_Exercise aim_:
Please give the count of lines in the listing underneath that hold "with", leaving out everything else.
Dataset entries below:
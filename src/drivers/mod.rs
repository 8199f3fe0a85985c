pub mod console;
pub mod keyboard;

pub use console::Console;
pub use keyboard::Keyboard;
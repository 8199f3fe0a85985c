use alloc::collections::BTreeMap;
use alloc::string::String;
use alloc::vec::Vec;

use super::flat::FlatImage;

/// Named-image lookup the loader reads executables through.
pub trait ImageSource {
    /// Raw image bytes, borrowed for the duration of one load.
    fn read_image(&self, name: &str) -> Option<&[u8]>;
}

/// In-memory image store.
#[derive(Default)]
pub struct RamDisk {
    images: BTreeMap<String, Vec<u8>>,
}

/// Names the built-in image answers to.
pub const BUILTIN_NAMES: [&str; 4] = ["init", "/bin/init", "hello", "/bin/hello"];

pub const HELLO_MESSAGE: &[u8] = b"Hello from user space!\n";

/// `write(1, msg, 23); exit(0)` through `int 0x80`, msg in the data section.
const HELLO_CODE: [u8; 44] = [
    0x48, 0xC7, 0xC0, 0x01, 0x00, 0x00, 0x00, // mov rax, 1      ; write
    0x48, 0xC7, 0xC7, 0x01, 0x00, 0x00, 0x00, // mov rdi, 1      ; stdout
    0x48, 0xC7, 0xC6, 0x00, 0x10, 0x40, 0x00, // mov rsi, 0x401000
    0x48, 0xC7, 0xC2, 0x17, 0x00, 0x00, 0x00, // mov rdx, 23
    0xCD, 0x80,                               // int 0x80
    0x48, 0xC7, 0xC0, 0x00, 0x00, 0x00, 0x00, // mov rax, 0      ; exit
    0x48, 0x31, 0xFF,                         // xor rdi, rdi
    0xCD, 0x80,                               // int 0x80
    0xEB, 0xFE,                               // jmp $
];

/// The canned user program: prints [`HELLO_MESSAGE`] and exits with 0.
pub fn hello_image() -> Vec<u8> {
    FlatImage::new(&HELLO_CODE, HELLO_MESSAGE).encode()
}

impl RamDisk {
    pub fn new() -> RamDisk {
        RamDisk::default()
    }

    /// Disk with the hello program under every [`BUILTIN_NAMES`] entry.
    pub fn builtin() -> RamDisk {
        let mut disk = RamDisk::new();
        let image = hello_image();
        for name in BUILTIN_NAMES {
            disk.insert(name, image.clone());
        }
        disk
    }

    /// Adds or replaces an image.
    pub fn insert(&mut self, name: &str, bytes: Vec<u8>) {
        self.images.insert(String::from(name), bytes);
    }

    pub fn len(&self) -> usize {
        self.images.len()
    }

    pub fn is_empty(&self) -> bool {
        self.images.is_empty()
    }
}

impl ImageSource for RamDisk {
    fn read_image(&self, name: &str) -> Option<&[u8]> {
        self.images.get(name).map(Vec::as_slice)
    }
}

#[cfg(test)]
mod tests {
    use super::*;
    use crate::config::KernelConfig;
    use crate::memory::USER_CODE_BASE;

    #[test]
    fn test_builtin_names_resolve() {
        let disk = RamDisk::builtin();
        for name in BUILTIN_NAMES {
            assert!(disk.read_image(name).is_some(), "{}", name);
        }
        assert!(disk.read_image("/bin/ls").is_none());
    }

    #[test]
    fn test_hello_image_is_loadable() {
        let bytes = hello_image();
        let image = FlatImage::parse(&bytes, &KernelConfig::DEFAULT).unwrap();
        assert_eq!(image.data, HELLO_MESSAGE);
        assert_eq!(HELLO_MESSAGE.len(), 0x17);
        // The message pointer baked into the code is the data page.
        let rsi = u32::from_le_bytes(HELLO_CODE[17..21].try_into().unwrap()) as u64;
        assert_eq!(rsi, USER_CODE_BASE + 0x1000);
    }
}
End of Dataset entries.
_Written answer_:
2